Significant Georgia court decision on municipal and state liability
There was a potentially significant decision on February 19th in the Georgia Court of Appeals. It involves two of the most notriously scandalous avoidances of accountability in metro Atlanta — taxi cabs and the City of Atlanta — as well as the notoriously tough area of DOT liability for road design and maintenance. I’m confident that my brethren and I will be diagraming the sentences in this decision for some time to come.
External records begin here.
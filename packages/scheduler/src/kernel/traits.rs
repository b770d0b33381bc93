// Trait definitions for dependency injection
//
// These are INFRASTRUCTURE traits only - the scheduler calls them but never
// implements platform logic itself.
//
// Naming convention: Base* for trait names (e.g., BasePlatformClient)

use anyhow::Result;
use async_trait::async_trait;

use crate::common::TargetId;
use crate::kernel::tasks::{Account, ExecutionError, Task};

// =============================================================================
// Platform Client Trait (Infrastructure - scrape / analysis / discovery)
// =============================================================================

#[async_trait]
pub trait BasePlatformClient: Send + Sync {
    /// Run one attempt of `task` using the leased `account`.
    ///
    /// Returns the result document on success. Upstream calls must tolerate
    /// being repeated: an attempt whose report is lost is executed again.
    async fn execute(
        &self,
        task: &Task,
        account: &Account,
    ) -> std::result::Result<serde_json::Value, ExecutionError>;
}

// =============================================================================
// Target Directory Trait (Infrastructure - target resolution)
// =============================================================================

#[async_trait]
pub trait BaseTargetDirectory: Send + Sync {
    /// Whether `target_id` names a known, active scrape target
    async fn target_exists(&self, target_id: TargetId) -> Result<bool>;
}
The wrongful death case arose when a taxicab in which the decednt was riding spun out of control on a wet overpass and collided with a tree. The Court held that the trial court erred in granting summary judgment to Greg Shepard, a Vehicle for Hire Inspector employed by the city of Atlanta, who inspected the taxicab on the day before the deadly accident. Shepard was not immune from liability, because his position as an inspector required him to enforce all state codes; O.C.G.A. § 40-8-74 (e) (1) mandates a minimum tread depth of 2/32 inch for tires on passenger vehicles; the evidence showed that the taxicab had no tread on its rear tires; Shepard was required to check the minimum tread depth on the taxicab’s tires and he was required to complete an inspection checklist before he could pass the taxicab as safe, which he did not do, since he merely wrote pass on the front of the form without checking any of the boxes indicating whether the taxicab’s exterior and interior parts, including the tires, were functioning properly. Since Shepard’s required tasks were simple, absolute and definite, they were ministerial, not discretionary.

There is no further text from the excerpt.